▼▼▼

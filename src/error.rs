// SPDX-License-Identifier: MPL-2.0
// This Source Code Form is subject to the terms of the Mozilla Public
// License, v. 2.0. If a copy of the MPL was not distributed with this
// file, You can obtain one at https://mozilla.org/MPL/2.0/.

//! Error types for the Awtrix bridge.
//!
//! Three failure classes exist between the bridge and the display:
//!
//! - [`ProtocolError`]: the HTTP exchange itself failed (connection, timeout, non-2xx)
//! - [`ParseError`]: the device answered, but not with the expected JSON shape
//! - [`DeviceError`]: the device explicitly rejected a command, or the bridge is misconfigured
//!
//! None of these ever reach the host framework. Accessory handlers log them and
//! fall back to a safe default value.

use thiserror::Error;

/// The main error type for this library.
#[derive(Debug, Error)]
pub enum Error {
    /// Error occurred during protocol communication.
    #[error("protocol error: {0}")]
    Protocol(#[from] ProtocolError),

    /// Error occurred while parsing a response.
    #[error("parse error: {0}")]
    Parse(#[from] ParseError),

    /// Error reported by, or about, the device.
    #[error("device error: {0}")]
    Device(#[from] DeviceError),
}

/// Errors related to the HTTP exchange with the display.
#[derive(Debug, Error)]
pub enum ProtocolError {
    /// HTTP request failed.
    #[error("HTTP request failed: {0}")]
    Http(#[from] reqwest::Error),

    /// The device answered with a non-success status.
    #[error("connection failed: {0}")]
    ConnectionFailed(String),

    /// Request timed out.
    #[error("request timed out after {0} ms")]
    Timeout(u64),

    /// Invalid URL or address.
    #[error("invalid address: {0}")]
    InvalidAddress(String),
}

/// Errors related to parsing device responses.
#[derive(Debug, Error)]
pub enum ParseError {
    /// JSON parsing failed.
    #[error("JSON parse error: {0}")]
    Json(#[from] serde_json::Error),

    /// Expected field is missing from the response.
    #[error("missing field in response: {0}")]
    MissingField(String),

    /// Unexpected response format.
    #[error("unexpected response format: {0}")]
    UnexpectedFormat(String),
}

/// Errors related to device operations.
#[derive(Debug, Error)]
pub enum DeviceError {
    /// Command was rejected by the device (`"success": false` or missing).
    #[error("command rejected: {0}")]
    CommandRejected(String),

    /// Bridge configuration is invalid.
    #[error("invalid configuration: {0}")]
    InvalidConfiguration(String),
}

/// A specialized Result type for this library.
pub type Result<T> = std::result::Result<T, Error>;
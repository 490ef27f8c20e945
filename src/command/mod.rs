// SPDX-License-Identifier: MPL-2.0
// This Source Code Form is subject to the terms of the Mozilla Public
// License, v. 2.0. If a copy of the MPL was not distributed with this
// file, You can obtain one at https://mozilla.org/MPL/2.0/.

//! Awtrix command definitions.
//!
//! Every request the display understands is a flat JSON object with exactly
//! one key. This module provides typed representations of that vocabulary.
//!
//! # Available Commands
//!
//! | Command Type | Wire form | Example |
//! |-------------|-----------|---------|
//! | [`Query`] | `{"get": ...}` | `matrixInfo`, `powerState`, `version` |
//! | [`PowerCommand`] | `{"power": bool}` | On, Off |
//! | [`AppCommand`] | `{"app": ...}` | `next`, `back`, `pause` |
//! | [`AnimationCommand`] | `{"showAnimation": ...}` | `random` |
//! | [`TimerCommand`] | `{"timer": ...}` | `10m`, `stop` |
//!
//! # Examples
//!
//! ```
//! use awtrix_bridge::command::{AppCommand, Command, Query};
//! use serde_json::json;
//!
//! assert_eq!(Query::MatrixInfo.to_json(), json!({"get": "matrixInfo"}));
//! assert_eq!(AppCommand::Next.to_json(), json!({"app": "next"}));
//! ```

mod app;
mod power;
mod query;

pub use app::{AnimationCommand, AppCommand, TimerCommand};
pub use power::PowerCommand;
pub use query::Query;

use serde_json::{Map, Value};

/// A command that can be sent to the display.
pub trait Command {
    /// Returns the single JSON key of the request.
    fn key(&self) -> &'static str;

    /// Returns the value sent under [`key`](Self::key).
    fn value(&self) -> Value;

    /// Returns the full request body.
    fn to_json(&self) -> Value {
        let mut body = Map::with_capacity(1);
        body.insert(self.key().to_string(), self.value());
        Value::Object(body)
    }
}

/// The closed set of operation kinds the dispatcher handles.
#[derive(Debug, Clone, Copy, PartialEq, Eq, Hash)]
pub enum OperationKind {
    /// Switch the display on or off.
    Power,
    /// Navigate the app loop.
    App,
    /// Play an animation.
    Animation,
    /// Start or stop the on-device timer.
    Timer,
}

impl OperationKind {
    /// Returns a short lowercase name for logging.
    #[must_use]
    pub const fn as_str(self) -> &'static str {
        match self {
            Self::Power => "power",
            Self::App => "app",
            Self::Animation => "animation",
            Self::Timer => "timer",
        }
    }
}

impl std::fmt::Display for OperationKind {
    fn fmt(&self, f: &mut std::fmt::Formatter<'_>) -> std::fmt::Result {
        f.write_str(self.as_str())
    }
}

/// A "set" style operation together with its value.
#[derive(Debug, Clone, PartialEq, Eq)]
pub enum Operation {
    /// Power the display on or off.
    Power(PowerCommand),
    /// App loop navigation.
    App(AppCommand),
    /// Animation trigger.
    Animation(AnimationCommand),
    /// Timer start/stop.
    Timer(TimerCommand),
}

impl Operation {
    /// Returns the kind of this operation.
    #[must_use]
    pub const fn kind(&self) -> OperationKind {
        match self {
            Self::Power(_) => OperationKind::Power,
            Self::App(_) => OperationKind::App,
            Self::Animation(_) => OperationKind::Animation,
            Self::Timer(_) => OperationKind::Timer,
        }
    }

    fn command(&self) -> &dyn Command {
        match self {
            Self::Power(cmd) => cmd,
            Self::App(cmd) => cmd,
            Self::Animation(cmd) => cmd,
            Self::Timer(cmd) => cmd,
        }
    }
}

impl Command for Operation {
    fn key(&self) -> &'static str {
        self.command().key()
    }

    fn value(&self) -> Value {
        self.command().value()
    }
}

impl From<PowerCommand> for Operation {
    fn from(cmd: PowerCommand) -> Self {
        Self::Power(cmd)
    }
}

impl From<AppCommand> for Operation {
    fn from(cmd: AppCommand) -> Self {
        Self::App(cmd)
    }
}

impl From<AnimationCommand> for Operation {
    fn from(cmd: AnimationCommand) -> Self {
        Self::Animation(cmd)
    }
}

impl From<TimerCommand> for Operation {
    fn from(cmd: TimerCommand) -> Self {
        Self::Timer(cmd)
    }
}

▲▲▲

Of all the entries above, retype exactly the lines from the line with "error type for this library." to the line with "about, the device.", both included, and no others.

/// The main error type for this library.
#[derive(Debug, Error)]
pub enum Error {
    /// Error occurred during protocol communication.
    #[error("protocol error: {0}")]
    Protocol(#[from] ProtocolError),

    /// Error occurred while parsing a response.
    #[error("parse error: {0}")]
    Parse(#[from] ParseError),

    /// Error reported by, or about, the device.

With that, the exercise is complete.